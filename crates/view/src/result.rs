use crate::breadcrumb::Breadcrumb;
use crate::layout::Size;
use crate::options::{Position, ViewLevel};
use crate::projection::{FallbackNotice, ProjectedEdge, ProjectedNode};
use serde::Serialize;

/// Axis-aligned box enclosing every visible node
#[derive(Debug, Clone, Copy, Default, PartialEq, Serialize)]
pub struct Bounds {
    pub x: f64,
    pub y: f64,
    pub width: f64,
    pub height: f64,
}

impl Bounds {
    /// Zero box for an empty view
    pub fn enclosing(nodes: &[RenderNode]) -> Self {
        let mut iter = nodes.iter();
        let Some(first) = iter.next() else {
            return Self::default();
        };
        let (mut min_x, mut min_y) = (first.position.x, first.position.y);
        let mut max_x = first.position.x + first.size.width;
        let mut max_y = first.position.y + first.size.height;
        for node in iter {
            min_x = min_x.min(node.position.x);
            min_y = min_y.min(node.position.y);
            max_x = max_x.max(node.position.x + node.size.width);
            max_y = max_y.max(node.position.y + node.size.height);
        }
        Self {
            x: min_x,
            y: min_y,
            width: max_x - min_x,
            height: max_y - min_y,
        }
    }
}

#[derive(Debug, Clone, PartialEq, Serialize)]
#[serde(rename_all = "camelCase")]
pub struct RenderNode {
    #[serde(flatten)]
    pub node: ProjectedNode,
    pub position: Position,
    pub size: Size,
}

#[derive(Debug, Clone, PartialEq, Serialize)]
#[serde(rename_all = "camelCase")]
pub struct RenderEdge {
    #[serde(flatten)]
    pub edge: ProjectedEdge,
}

/// Positioned view, ready for a rendering surface
#[derive(Debug, Clone, PartialEq, Serialize)]
#[serde(rename_all = "camelCase")]
pub struct RenderResult {
    pub view_level: ViewLevel,
    pub nodes: Vec<RenderNode>,
    pub edges: Vec<RenderEdge>,
    pub bounds: Bounds,
    pub breadcrumbs: Vec<Breadcrumb>,
    #[serde(skip_serializing_if = "Option::is_none")]
    pub fallback: Option<FallbackNotice>,
    pub elapsed_ms: f64,
}

impl RenderResult {
    pub fn node(&self, id: &str) -> Option<&RenderNode> {
        self.nodes.iter().find(|n| n.node.id == id)
    }
}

### Exercise prompt
Within the records above, determine the number of lines that hold the word "RenderEdge" and return only that value.

### Task solution
2